There were 107 households, of which 36.4% had children under the age of 18 living with them, 43.9% were married couples living together, 21.5% had a female householder with no husband present, 6.5% had a male householder with no wife present, and 28.0% were non-families. 23.4% of all households were made up of individuals, and 6.5% had someone living alone who was 65 years of age or older. The average household size was 2.81 and the average family size was 3.29.

The median age in the village was 39.3 years. 25.6% of residents were under the age of 18; 7% were between the ages of 18 and 24; 25.2% were from 25 to 44; 25.2% were from 45 to 64; and 16.9% were 65 years of age or older. The gender makeup of the village was 53.2% male and 46.8% female.

===2000 census===
As of the census of 2000, there were 429 people, 127 households, and 101 families residing in the village. The population density was 432.5 PD/sqmi. There were 157 housing units at an average density of 158.3 /sqmi. The racial makeup of the village was 37.3% White, 47.6% African American, 0.2% Native American, 8.4% Asian, 1.2% from other races, and 5.4% from two or more races.

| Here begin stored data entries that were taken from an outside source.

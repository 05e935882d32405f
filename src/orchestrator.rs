//! The multi-pass discovery loop.
//!
//! Each pass plans a strategy, collects evidence concurrently, runs the
//! governance loop, folds the decisions into the confidence state and asks
//! the stopping evaluator whether to continue. Passes are strictly
//! sequential; a cancelled pass is discarded as a whole.

use std::collections::{BTreeMap, BTreeSet};
use std::sync::Arc;

use chrono::{DateTime, Utc};
use serde::{Deserialize, Serialize};
use tracing::{debug, info, warn};

use crate::catalog::{CapabilityCatalog, Category};
use crate::collector::EvidenceCollector;
use crate::confidence::{ConfidenceAggregator, ConfidenceBand, ConfidenceState, DecisionTally};
use crate::config::{DiscoveryConfig, DiscoveryOptions};
use crate::entity::{normalize_vertical, EntityId, EntityProfile};
use crate::error::{CollaboratorError, DiscoveryError, DiscoveryResult, InputError};
use crate::governance::{GovernanceLoop, LedgerState, PassInput};
use crate::hypothesis::{Hypothesis, HypothesisGenerator, HypothesisSet, TemplateLibrary};
use crate::network::NetworkContextProvider;
use crate::notes::{NoteKind, ProcessingNote};
use crate::progress::{NullProgress, ProgressEvent, ProgressSink};
use crate::report::{OpportunityReport, ReportBuilder, ReportMetadata};
use crate::runtime::{CancellationToken, WorkerPool};
use crate::services::{ContentRetriever, ProfileSupplier, ReasoningValidator, StaticProfiles};
use crate::signal::{Decision, MergedDuplicate, Signal};
use crate::stopping::{StopInputs, StopReason, StoppingEvaluator};
use crate::storage::{DiscoveryRepository, EpisodeStore, RelationshipGraph};
use crate::strategy::{PassStrategy, PassStrategyPlanner, PlanningContext};
use crate::temporal::{TemporalContext, TemporalContextProvider};
use crate::time::{Clock, SystemClock};

/// Boosts folded into a pass's confidence update.
#[derive(Debug, Clone, Copy, Default, PartialEq, Serialize, Deserialize)]
pub struct AppliedBoosts {
    pub temporal: f64,
    pub network: f64,
}

impl AppliedBoosts {
    #[must_use]
    pub fn total(&self) -> f64 {
        self.temporal + self.network
    }
}

/// Everything one completed pass produced.
#[derive(Debug, Clone, PartialEq, Serialize, Deserialize)]
pub struct PassResult {
    pub pass: u32,
    pub strategy: PassStrategy,
    pub signals: Vec<Signal>,
    pub merged: Vec<MergedDuplicate>,
    pub confidence_before: f64,
    pub confidence_after: f64,
    pub delta: f64,
    pub band: ConfidenceBand,
    /// Hypotheses that entered the active set during this pass.
    pub new_hypotheses: Vec<Hypothesis>,
    pub boosts: AppliedBoosts,
    pub notes: Vec<ProcessingNote>,
    pub retrieval_calls: usize,
    pub validation_calls: usize,
}

impl PassResult {
    /// Signals with the given decision.
    pub fn signals_with(&self, decision: Decision) -> impl Iterator<Item = &Signal> {
        self.signals.iter().filter(move |s| s.decision == decision)
    }
}

/// Outcome of a discovery run.
#[derive(Debug, Clone, PartialEq, Serialize, Deserialize)]
pub struct MultiPassResult {
    pub entity_id: EntityId,
    /// Completed passes; a cancelled pass is not included.
    pub passes: Vec<PassResult>,
    pub final_state: ConfidenceState,
    pub hypotheses: Vec<Hypothesis>,
    pub stop_reason: StopReason,
    pub notes: Vec<ProcessingNote>,
    pub report: OpportunityReport,
}

impl MultiPassResult {
    /// Every signal of every completed pass.
    pub fn signals(&self) -> impl Iterator<Item = &Signal> {
        self.passes.iter().flat_map(|p| p.signals.iter())
    }

    /// Confidence after the last completed pass.
    #[must_use]
    pub fn confidence(&self) -> f64 {
        self.final_state.score
    }
}

/// Builder for [`Orchestrator`].
pub struct OrchestratorBuilder {
    retriever: Arc<dyn ContentRetriever>,
    validator: Arc<dyn ReasoningValidator>,
    profiles: Arc<dyn ProfileSupplier>,
    catalog: CapabilityCatalog,
    templates: TemplateLibrary,
    episodes: Option<Arc<dyn EpisodeStore>>,
    graph: Option<Arc<dyn RelationshipGraph>>,
    repository: Option<Arc<dyn DiscoveryRepository>>,
    clock: Arc<dyn Clock>,
    progress: Arc<dyn ProgressSink>,
    config: DiscoveryConfig,
}

impl OrchestratorBuilder {
    #[must_use]
    pub fn profiles(mut self, profiles: Arc<dyn ProfileSupplier>) -> Self {
        self.profiles = profiles;
        self
    }

    #[must_use]
    pub fn catalog(mut self, catalog: CapabilityCatalog) -> Self {
        self.catalog = catalog;
        self
    }

    #[must_use]
    pub fn templates(mut self, templates: TemplateLibrary) -> Self {
        self.templates = templates;
        self
    }

    #[must_use]
    pub fn episode_store(mut self, store: Arc<dyn EpisodeStore>) -> Self {
        self.episodes = Some(store);
        self
    }

    #[must_use]
    pub fn relationship_graph(mut self, graph: Arc<dyn RelationshipGraph>) -> Self {
        self.graph = Some(graph);
        self
    }

    #[must_use]
    pub fn repository(mut self, repository: Arc<dyn DiscoveryRepository>) -> Self {
        self.repository = Some(repository);
        self
    }

    #[must_use]
    pub fn clock(mut self, clock: Arc<dyn Clock>) -> Self {
        self.clock = clock;
        self
    }

    #[must_use]
    pub fn progress(mut self, progress: Arc<dyn ProgressSink>) -> Self {
        self.progress = progress;
        self
    }

    #[must_use]
    pub fn config(mut self, config: DiscoveryConfig) -> Self {
        self.config = config;
        self
    }

    /// Validates the configuration and assembles the orchestrator.
    ///
    /// # Errors
    ///
    /// Returns `DiscoveryError::Configuration` for an invalid configuration.
    pub fn build(self) -> DiscoveryResult<Orchestrator> {
        self.config.validate()?;
        let config = self.config;

        let temporal = self
            .episodes
            .map(|store| TemporalContextProvider::new(store, config.temporal.clone()));
        let network = self.graph.map(|graph| {
            NetworkContextProvider::new(graph, self.catalog.clone(), config.network.clone())
        });

        Ok(Orchestrator {
            collector: EvidenceCollector::new(self.retriever, config.runtime.clone()),
            governance: GovernanceLoop::new(
                config.governance.clone(),
                self.validator,
                config.runtime.clone(),
                Arc::clone(&self.clock),
            ),
            aggregator: ConfidenceAggregator::new(config.confidence.clone()),
            stopping: StoppingEvaluator::new(config.stopping.clone()),
            planner: PassStrategyPlanner::new(),
            generator: HypothesisGenerator::new(self.catalog, self.templates),
            pool: WorkerPool::new(config.runtime.max_in_flight),
            profiles: self.profiles,
            temporal,
            network,
            repository: self.repository,
            clock: self.clock,
            progress: self.progress,
            config,
        })
    }
}

/// Drives discovery runs.
pub struct Orchestrator {
    config: DiscoveryConfig,
    generator: HypothesisGenerator,
    profiles: Arc<dyn ProfileSupplier>,
    collector: EvidenceCollector,
    governance: GovernanceLoop,
    aggregator: ConfidenceAggregator,
    planner: PassStrategyPlanner,
    stopping: StoppingEvaluator,
    temporal: Option<TemporalContextProvider>,
    network: Option<NetworkContextProvider>,
    repository: Option<Arc<dyn DiscoveryRepository>>,
    clock: Arc<dyn Clock>,
    progress: Arc<dyn ProgressSink>,
    pool: WorkerPool,
}

/// State carried from pass to pass.
struct RunState {
    hypotheses: HypothesisSet,
    confidence: ConfidenceState,
    signals: Vec<Signal>,
    passes: Vec<PassResult>,
    notes: Vec<ProcessingNote>,
    trend: Vec<f64>,
    retrieval_calls: usize,
    validation_calls: usize,
}
//! Category bookkeeping shared by every candidate of a pass.

use std::collections::{BTreeMap, BTreeSet};
use std::sync::Mutex;

use serde::{Deserialize, Serialize};
use tracing::info;

use crate::catalog::Category;
use crate::error::{DiscoveryError, DiscoveryResult};
use crate::signal::Decision;

/// Snapshot of the ledger.
#[derive(Debug, Clone, Default, PartialEq, Eq, Serialize, Deserialize)]
pub struct LedgerState {
    /// Consecutive REJECT count per category; categories at zero are absent.
    pub reject_streaks: BTreeMap<Category, u32>,
    pub saturated: BTreeSet<Category>,
}

/// What recording a decision did to the ledger.
#[derive(Debug, Clone, Copy, PartialEq, Eq)]
pub enum LedgerOutcome {
    /// A positive decision cleared the streak.
    Reset,
    /// A REJECT extended the streak.
    Counted { streak: u32 },
    /// This REJECT closed the category.
    NewlySaturated { streak: u32 },
    /// The category was already closed; the candidate becomes SATURATED.
    AlreadySaturated,
    /// The decision does not touch the streak.
    Unchanged,
}

/// Mutex-guarded REJECT counters and saturated set.
///
/// Saturation is monotonic: once a category is in the set it stays there.
#[derive(Debug)]
pub struct CategoryLedger {
    threshold: u32,
    state: Mutex<LedgerState>,
}

impl CategoryLedger {
    /// Creates a ledger that saturates a category after `threshold`
    /// consecutive rejects, starting from `state`.
    #[must_use]
    pub fn new(threshold: u32, state: LedgerState) -> Self {
        Self {
            threshold: threshold.max(1),
            state: Mutex::new(state),
        }
    }

    fn poisoned() -> DiscoveryError {
        DiscoveryError::internal("category ledger lock poisoned")
    }

    /// Records one decision for a category.
    ///
    /// # Errors
    ///
    /// Returns `DiscoveryError::Internal` if the lock is poisoned.
    pub fn record(
        &self,
        category: &Category,
        decision: Decision,
    ) -> DiscoveryResult<LedgerOutcome> {
        let mut state = self.state.lock().map_err(|_| Self::poisoned())?;
        if state.saturated.contains(category) {
            return Ok(LedgerOutcome::AlreadySaturated);
        }
        let outcome = match decision {
            Decision::Accept | Decision::WeakAccept => {
                state.reject_streaks.remove(category);
                LedgerOutcome::Reset
            }
            Decision::Reject => {
                let streak = state.reject_streaks.entry(category.clone()).or_insert(0);
                *streak += 1;
                let streak = *streak;
                if streak >= self.threshold {
                    state.saturated.insert(category.clone());
                    info!(category = %category, streak, "category saturated");
                    LedgerOutcome::NewlySaturated { streak }
                } else {
                    LedgerOutcome::Counted { streak }
                }
            }
            Decision::NoProgress | Decision::Saturated => LedgerOutcome::Unchanged,
        };
        Ok(outcome)
    }

    /// Returns true if the category is closed.
    ///
    /// # Errors
    ///
    /// Returns `DiscoveryError::Internal` if the lock is poisoned.
    pub fn is_saturated(&self, category: &Category) -> DiscoveryResult<bool> {
        let state = self.state.lock().map_err(|_| Self::poisoned())?;
        Ok(state.saturated.contains(category))
    }

    /// Copy of the current state.
    ///
    /// # Errors
    ///
    /// Returns `DiscoveryError::Internal` if the lock is poisoned.
    pub fn snapshot(&self) -> DiscoveryResult<LedgerState> {
        let state = self.state.lock().map_err(|_| Self::poisoned())?;
        Ok(state.clone())
    }

    /// Consumes the ledger, returning its final state.
    ///
    /// # Errors
    ///
    /// Returns `DiscoveryError::Internal` if the lock is poisoned.
    pub fn into_state(self) -> DiscoveryResult<LedgerState> {
        self.state.into_inner().map_err(|_| Self::poisoned())
    }
}

#[cfg(test)]
mod tests {
    use super::*;

    use std::sync::Arc;
    use std::thread;

    #[test]
    fn three_rejects_saturate() {
        let ledger = CategoryLedger::new(3, LedgerState::default());
        let crm = Category::new("crm");
        assert_eq!(
            ledger.record(&crm, Decision::Reject).unwrap(),
            LedgerOutcome::Counted { streak: 1 }
        );
        assert_eq!(
            ledger.record(&crm, Decision::Reject).unwrap(),
            LedgerOutcome::Counted { streak: 2 }
        );
        assert_eq!(
            ledger.record(&crm, Decision::Reject).unwrap(),
            LedgerOutcome::NewlySaturated { streak: 3 }
        );
        assert_eq!(ledger.record(&crm, Decision::Accept).unwrap(), LedgerOutcome::AlreadySaturated);
        assert!(ledger.is_saturated(&crm).unwrap());
    }

    #[test]
    fn positive_decision_resets_streak() {
        let ledger = CategoryLedger::new(3, LedgerState::default());
        let crm = Category::new("crm");
        ledger.record(&crm, Decision::Reject).unwrap();
        ledger.record(&crm, Decision::Reject).unwrap();
        assert_eq!(ledger.record(&crm, Decision::WeakAccept).unwrap(), LedgerOutcome::Reset);
        assert_eq!(
            ledger.record(&crm, Decision::Reject).unwrap(),
            LedgerOutcome::Counted { streak: 1 }
        );
        assert_eq!(ledger.record(&crm, Decision::NoProgress).unwrap(), LedgerOutcome::Unchanged);
        assert!(!ledger.is_saturated(&crm).unwrap());
    }

    #[test]
    fn streaks_carry_across_passes() {
        let crm = Category::new("crm");
        let mut state = LedgerState::default();
        state.reject_streaks.insert(crm.clone(), 2);
        let ledger = CategoryLedger::new(3, state);
        assert_eq!(
            ledger.record(&crm, Decision::Reject).unwrap(),
            LedgerOutcome::NewlySaturated { streak: 3 }
        );
        let state = ledger.into_state().unwrap();
        assert!(state.saturated.contains(&crm));
    }

    #[test]
    fn concurrent_rejects_are_not_lost() {
        let ledger = Arc::new(CategoryLedger::new(1000, LedgerState::default()));
        let crm = Category::new("crm");
        let handles: Vec<_> = (0..8)
            .map(|_| {
                let ledger = Arc::clone(&ledger);
                let crm = crm.clone();
                thread::spawn(move || {
                    for _ in 0..50 {
                        ledger.record(&crm, Decision::Reject).unwrap();
                    }
                })
            })
            .collect();
        for h in handles {
            h.join().unwrap();
        }
        assert_eq!(ledger.snapshot().unwrap().reject_streaks.get(&crm), Some(&400));
    }
}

Hispanic or Latino of any race were 2.6% of the population.

There were 127 households, out of which 41.7% had children under the age of 18 living with them, 49.6% were married couples living together, 22.0% had a female householder with no husband present, and 19.7% were non-families. 15.7% of all households were made up of individuals, and 6.3% had someone living alone who was 65 years of age or older. The average household size was 3.38 and the average family size was 3.69.

In the village, the population was spread out, with 38.5% under the age of 18, 10.3% from 18 to 24, 25.9% from 25 to 44, 15.4% from 45 to 64, and 10.0% who were 65 years of age or older. The median age was 26 years. For every 100 females, there were 111.3 males. For every 100 females age 18 and over, there were 103.1 males.

The median income for a household in the village was $30,417, and the median income for a family was $31,750. Males had a median income of $28,462 versus $21,875 for females. The per capita income for the village was $11,394. About 12.9% of families and 14.7% of the population were below the poverty line, including 13.9% of those under age 18 and 15.4% of those age 65 or over.

Vandalia Students are bussed to Cassopolis.

==Education==
Vandalia is zoned to Cassopolis Public Schools.